Le sei tavole con le quali illustra il progetto danno un'idea esauriente
della proposta antoliniana che, se realizzata, avrebbe senza dubbio costituito
un interessante esempio di architettura "neoclassica".
Nei disegni di progetto tornano gli elementi caratteristici del suo
stile: la meccanica combinatoria di sale in sè autonome e formalmente
definite, l'uso dell'ordine dorico, entrambi elementi tratti dal patrimonio
classicista.
La pianta del piano terra evidenzia il "felice" innesto del nuovo sul
vecchio in un contesto planimetrico rigorosamente simmetrico, che l'Antolini
ottiene rettificando l'andamento irregolare delle mura urbane; il preesistente
porticato è concluso a mezzogiorno da un'analoga struttura che disimpegna
alcuni piccoli appartamenti per i dipendenti, oltre al complesso delle
stalle (la selleria e la scuderia) e rimessa generale. Il vasto cortile
interno è interrotto da due passeggi colonnati, colleganti le gallerie
del piano nobile, di fattezze classiche a riprova di una sensibilità
progettuale non disgiunta da originali intuizioni spaziali.
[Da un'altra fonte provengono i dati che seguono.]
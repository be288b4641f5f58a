//! HTTP transport for the `/auth/*` endpoints.
//!
//! The trait exists so the store can be exercised against a scripted mock;
//! [`HttpTransport`] is the real implementation. The session rides on a
//! cookie, so the client keeps a cookie store and all calls go through the
//! same instance.

use async_trait::async_trait;
use tracing::debug;

use crate::config::SessionConfig;
use crate::error::{ApiFailure, TransportError};
use crate::types::{AuthUser, LoginRequest, ProfileUpdate, SignupRequest};

/// Async seam over the five auth endpoints. Enables mocking in tests.
#[async_trait]
pub trait AuthTransport: Send + Sync {
    /// `GET /auth/check` — validate the ambient session cookie.
    async fn check(&self) -> Result<AuthUser, TransportError>;
    /// `POST /auth/signup` — create an account.
    async fn signup(&self, req: &SignupRequest) -> Result<AuthUser, TransportError>;
    /// `POST /auth/login` — authenticate.
    async fn login(&self, req: &LoginRequest) -> Result<AuthUser, TransportError>;
    /// `POST /auth/logout` — end the session.
    async fn logout(&self) -> Result<(), TransportError>;
    /// `PUT /auth/update-profile` — mutate profile fields.
    async fn update_profile(&self, update: &ProfileUpdate) -> Result<AuthUser, TransportError>;
}

/// Reqwest-backed transport with a cookie store for the session cookie.
pub struct HttpTransport {
    client: reqwest::Client,
    config: SessionConfig,
}

impl HttpTransport {
    /// Build a transport for the given config.
    ///
    /// # Errors
    ///
    /// Returns the underlying [`reqwest::Error`] if client construction
    /// fails (TLS backend initialization).
    pub fn new(config: SessionConfig) -> Result<Self, TransportError> {
        let client = reqwest::Client::builder().cookie_store(true).build()?;
        Ok(Self { client, config })
    }

    async fn send(
        &self,
        method: reqwest::Method,
        path: &str,
        body: Option<serde_json::Value>,
    ) -> Result<String, TransportError> {
        let url = self.config.api_url(path);
        debug!(target: "chat_session::transport", %method, %url, "auth request");

        let request = self.client.request(method, &url);
        let request = match body {
            Some(json) => request.json(&json),
            None => request,
        };

        let response = request.send().await?;
        let status = response.status();
        let text = response.text().await?;

        if status.is_success() {
            Ok(text)
        } else {
            Err(TransportError::Rejected(ApiFailure::from_body(status.as_u16(), &text)))
        }
    }

    async fn send_expect_user(
        &self,
        method: reqwest::Method,
        path: &str,
        body: Option<serde_json::Value>,
    ) -> Result<AuthUser, TransportError> {
        let text = self.send(method, path, body).await?;
        Ok(serde_json::from_str(&text)?)
    }
}

#[async_trait]
impl AuthTransport for HttpTransport {
    async fn check(&self) -> Result<AuthUser, TransportError> {
        self.send_expect_user(reqwest::Method::GET, "/auth/check", None)
            .await
    }

    async fn signup(&self, req: &SignupRequest) -> Result<AuthUser, TransportError> {
        let body = serde_json::to_value(req)?;
        self.send_expect_user(reqwest::Method::POST, "/auth/signup", Some(body))
            .await
    }

    async fn login(&self, req: &LoginRequest) -> Result<AuthUser, TransportError> {
        let body = serde_json::to_value(req)?;
        self.send_expect_user(reqwest::Method::POST, "/auth/login", Some(body))
            .await
    }

    async fn logout(&self) -> Result<(), TransportError> {
        self.send(reqwest::Method::POST, "/auth/logout", None).await?;
        Ok(())
    }

    async fn update_profile(&self, update: &ProfileUpdate) -> Result<AuthUser, TransportError> {
        let body = serde_json::to_value(update)?;
        self.send_expect_user(reqwest::Method::PUT, "/auth/update-profile", Some(body))
            .await
    }
}
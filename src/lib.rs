//! Session and presence state for the chat client.
//!
//! ARCHITECTURE
//! ============
//! One component, [`SessionStore`], owns the whole session record: the
//! authenticated user, per-action loading flags, and the online-user list
//! fed by a realtime presence channel. Each store operation performs at most
//! one network call and then deterministically updates the record.
//!
//! Collaborators are trait seams so every behavior is testable with mocks:
//! [`AuthTransport`] for the `/auth/*` HTTP endpoints, [`PresenceConnector`]
//! for the websocket presence channel, and [`Notifier`] for user-facing
//! toasts.
//!
//! ERROR HANDLING
//! ==============
//! The store is the terminal handler for every failure: nothing propagates
//! to callers. Errors become either a notification (mutating actions) or a
//! log line (`check_auth`), with server-provided messages surfaced through
//! [`TransportError::user_message`].

pub mod config;
pub mod error;
pub mod notify;
pub mod presence;
pub mod state;
pub mod store;
pub mod transport;
pub mod types;

pub use config::SessionConfig;
pub use error::{ApiFailure, PresenceError, TransportError};
pub use notify::{LogNotifier, Notifier};
pub use presence::{OnlineUsersFn, PresenceConnector, PresenceHandle, WsPresenceConnector};
pub use state::{ChannelPhase, SessionState};
pub use store::SessionStore;
pub use transport::{AuthTransport, HttpTransport};
pub use types::{AuthUser, LoginRequest, ProfileUpdate, SignupRequest};
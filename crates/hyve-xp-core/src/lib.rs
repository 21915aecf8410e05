//! Buzz Points progression: the level curve, the award policy and the store
//! abstraction the policy writes through.
//!
//! Everything in this crate is free of I/O. Persistence lives behind [`XpStore`];
//! the `SQLite` adapter in `hyve-xp-store-sqlite` is the reference implementation.

use std::collections::BTreeMap;
use std::fmt::{Display, Formatter};

use serde::{Deserialize, Serialize};
use serde_json::Value;
use time::{OffsetDateTime, UtcOffset};

pub const DEFAULT_LEVEL_BASE: u64 = 100;
pub const DEFAULT_LEVEL_INCREMENT: u64 = 25;

#[derive(Debug, Clone, thiserror::Error, Eq, PartialEq)]
pub enum XpError {
    #[error("validation error: {0}")]
    Validation(String),
    #[error("configuration error: {0}")]
    Configuration(String),
}

#[derive(Debug, Clone, thiserror::Error, Eq, PartialEq)]
pub enum StoreError {
    #[error("profile not found for user {user_id}")]
    NotFound { user_id: UserId },
    #[error("store backend error: {0}")]
    Backend(String),
}

#[derive(Debug, Clone, thiserror::Error, Eq, PartialEq)]
pub enum AwardError {
    #[error("award amount MUST be >= 1")]
    InvalidAmount,
    #[error("user {0} cannot connect with themselves")]
    SelfConnection(UserId),
    #[error(transparent)]
    Store(#[from] StoreError),
    #[error("connection award left {failed_user} uncredited: {source}")]
    PartialConnection {
        credited: Box<Award>,
        failed_user: UserId,
        source: StoreError,
    },
}

#[derive(Debug, Clone, Serialize, Deserialize, Eq, PartialEq, Ord, PartialOrd, Hash)]
#[serde(transparent)]
pub struct UserId(String);
impl RequestStatus {
    #[must_use]
    pub fn as_str(self) -> &'static str {
        match self {
            Self::Pending => "pending",
            Self::Accepted => "accepted",
            Self::Declined => "declined",
        }
    }

    #[must_use]
    pub fn parse(value: &str) -> Option<Self> {
        match value {
            "pending" => Some(Self::Pending),
            "accepted" => Some(Self::Accepted),
            "declined" => Some(Self::Declined),
            _ => None,
        }
    }
}

#[derive(Debug, Clone, Serialize, Deserialize, PartialEq, Eq)]
pub struct ConnectionRequest {
    pub request_id: Ulid,
    pub requester_id: UserId,
    pub recipient_id: UserId,
    pub status: RequestStatus,
    pub created_at: String,
    pub resolved_at: Option<String>,
}

#[derive(Debug, Clone, Serialize, Deserialize, PartialEq, Eq)]
pub struct ConnectionAcceptance {
    pub request: ConnectionRequest,
    pub award: ConnectionAward,
}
Per ciò che riguarda la disposizione planimetrica del piano
nobile, l'architetto bolognese propone, in continuità con quella
esistente, un nuovo tratto di galleria, disimpegnante gli ambienti di rappresentanza,
ed interrotta da una sala guardaroba, priva degli ambienti ottagonali alle
estremità e collegata a quelli preesistenti, sia internamente che
esternamente, tramite i suddetti passeggi scoperti.
L'Antolini si preoccupa anche di trovare una sede alla fornita biblioteca
di famiglia. L'ampio ed articolato vano Biblioteca è situato sulla
destra del complesso guardando la facciata esterna; esso prevede un accesso
interno attraverso la sala ottagonale, ed è inoltre servito da un
ingresso autonomo destinato ai visitatori.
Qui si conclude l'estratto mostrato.